Indeed, our whole national argument about taxes -- we pay too much! They pay too little! -- is misplaced. At best, it's a proxy for the real argument we should be having. To use Holmes's terms, we argue endlessly about the price when we should be debating the civilization.

Of course, no one wants to have this argument. Republicans avoid it because they read the polls and know the truth: most Americans like those parts of civilization that cost the most. Parts like Medicare, for instance, or Social Security. Democrats, on the other hand, are perfectly happy to talk about these programs, and even willing to defend their cost (they will certainly defend these programs against efforts to reduce that cost).

But Democrats don't want to talk about all the rest of the civilization our taxes might be paying for (if only we were actually imposing them in appropriate amounts, rather than borrowing to pay the bills). Democrats shrink from a vigorous defense of government in its non-entitlement forms.

Sure, Democrats pay lip-service to infrastructure, education, and the like. And a few brave progressives, like Syracuse University economist Len Burman, will even acknowledge that such vital spending is threatened by ever-rising entitlement costs.

But for the most part, Democrats are profoundly unwilling to make a holistic case for activist, progressive government. They won't -- or can't -- defend the value proposition implicit in Holmes's statement: that we should pay the price for progressive government because progressive government is worth it.

This failure to make the case for government -- and the taxes we need to pay for it -- is deeply embedded in modern Democratic politics. President Obama's well-established opposition to tax hikes for anyone but the rich is the clearest, and most damaging, illustration of this failure. (Yesterday's FY 2014 budget proposal provides a good example.)
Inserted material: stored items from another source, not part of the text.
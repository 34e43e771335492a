//! Hook pipeline.
//!
//! Hooks are attached per attribute at declaration time and run, in
//! declaration order, right before the generic setter stores a value, builds a
//! nested child, or picks a map key. Every hook receives the instance being
//! built so it can set sibling attributes or re-dispatch a rewritten call.

use crate::{
    error::{SpecError, SpecResult},
    instance::Instance,
    op::Call,
    value::Input,
};
use std::{fmt, sync::Arc};

/// `transform(raw value) -> stored value`
pub type FieldHook = Arc<dyn Fn(&mut Instance, Input) -> SpecResult<Input> + Send + Sync>;

/// `transform(call) -> call`; `None` suppresses construction
pub type ObjectHook =
    Arc<dyn for<'a> Fn(&mut Instance, Call<'a>) -> SpecResult<Option<Call<'a>>> + Send + Sync>;

/// `transform(key) -> key`
pub type KeyHook =
    Arc<dyn Fn(&mut Instance, Option<String>) -> SpecResult<Option<String>> + Send + Sync>;

pub fn field_hook<F>(f: F) -> FieldHook
where
    F: Fn(&mut Instance, Input) -> SpecResult<Input> + Send + Sync + 'static,
{
    Arc::new(f)
}

pub fn object_hook<F>(f: F) -> ObjectHook
where
    F: for<'a> Fn(&mut Instance, Call<'a>) -> SpecResult<Option<Call<'a>>>
        + Send
        + Sync
        + 'static,
{
    Arc::new(f)
}

pub fn key_hook<F>(f: F) -> KeyHook
where
    F: Fn(&mut Instance, Option<String>) -> SpecResult<Option<String>> + Send + Sync + 'static,
{
    Arc::new(f)
}

/// Ordered hook lists of one attribute
#[derive(Clone, Default)]
pub struct Hooks {
    before_field: Vec<FieldHook>,
    before_object: Vec<ObjectHook>,
    before_key: Vec<KeyHook>,
}

impl Hooks {
    pub(crate) fn push_field(&mut self, hook: FieldHook) {
        self.before_field.push(hook);
    }

    pub(crate) fn push_object(&mut self, hook: ObjectHook) {
        self.before_object.push(hook);
    }

    pub(crate) fn push_key(&mut self, hook: KeyHook) {
        self.before_key.push(hook);
    }

    pub(crate) fn run_field(&self, instance: &mut Instance, mut input: Input) -> SpecResult<Input> {
        for hook in &self.before_field {
            input = hook(instance, input)?;
        }
        Ok(input)
    }

    pub(crate) fn run_object<'a>(
        &self,
        instance: &mut Instance,
        mut call: Call<'a>,
    ) -> SpecResult<Option<Call<'a>>> {
        for hook in &self.before_object {
            match hook(instance, call)? {
                Some(next) => call = next,
                None => {
                    tracing::trace!(
                        entity = instance.entity().name(),
                        "construction suppressed by hook"
                    );
                    return Ok(None);
                }
            }
        }
        Ok(Some(call))
    }

    pub(crate) fn run_key(
        &self,
        instance: &mut Instance,
        mut key: Option<String>,
    ) -> SpecResult<Option<String>> {
        for hook in &self.before_key {
            key = hook(instance, key)?;
        }
        Ok(key)
    }
}

impl fmt::Debug for Hooks {
    fn fmt(&self, f: &mut fmt::Formatter<'_>) -> fmt::Result {
        f.debug_struct("Hooks")
            .field("before_field", &self.before_field.len())
            .field("before_object", &self.before_object.len())
            .field("before_key", &self.before_key.len())
            .finish()
    }
}

/// Expand symbolic inputs into `prefix + symbol`; anything else passes through.
pub fn prefix_symbol(prefix: &'static str) -> FieldHook {
    field_hook(move |instance, input| match input {
        Input::Symbol(name) if name.is_empty() => Err(SpecError::hook_error(
            instance.entity().name(),
            "empty reference name",
        )),
        Input::Symbol(name) => Ok(Input::from(format!("{prefix}{name}"))),
        other => Ok(other),
    })
}

/// Inject a named argument only when the caller did not supply one.
pub fn default_named(name: &'static str, value: Input) -> ObjectHook {
    object_hook(move |_, mut call| {
        call.named.insert_default(name, value.clone());
        Ok(Some(call))
    })
}

/// Use `key` whenever a map entry point is called without one.
pub fn default_key(key: &'static str) -> KeyHook {
    key_hook(move |_, current| Ok(Some(current.unwrap_or_else(|| key.to_string()))))
}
Every so often, Obama will be moved to impressive rhetorical heights in defense of progressive government. A government that actually does something, that looks out for people, that tries to build the foundation for a prosperous future, that makes prudent investments in education, infrastructure, and research. It's a powerful and compelling vision.

But after explaining why this sort of government is so important, Obama rips the heart out of his own argument, at least implicitly. This new sort of progressive government is really important. But apparently not so important that most of us should actually pay anything extra for it.

If something is worth having, it's worth paying for. And if it's not worth paying for, then it's not worth much.

Right now, we're not even paying for the government we have, much less the government we need. But until Democrats are willing to acknowledge that fact -- that civilization can't be purchased on the cheap, at least not indefinitely -- then the progressive vision for America is destined to fail.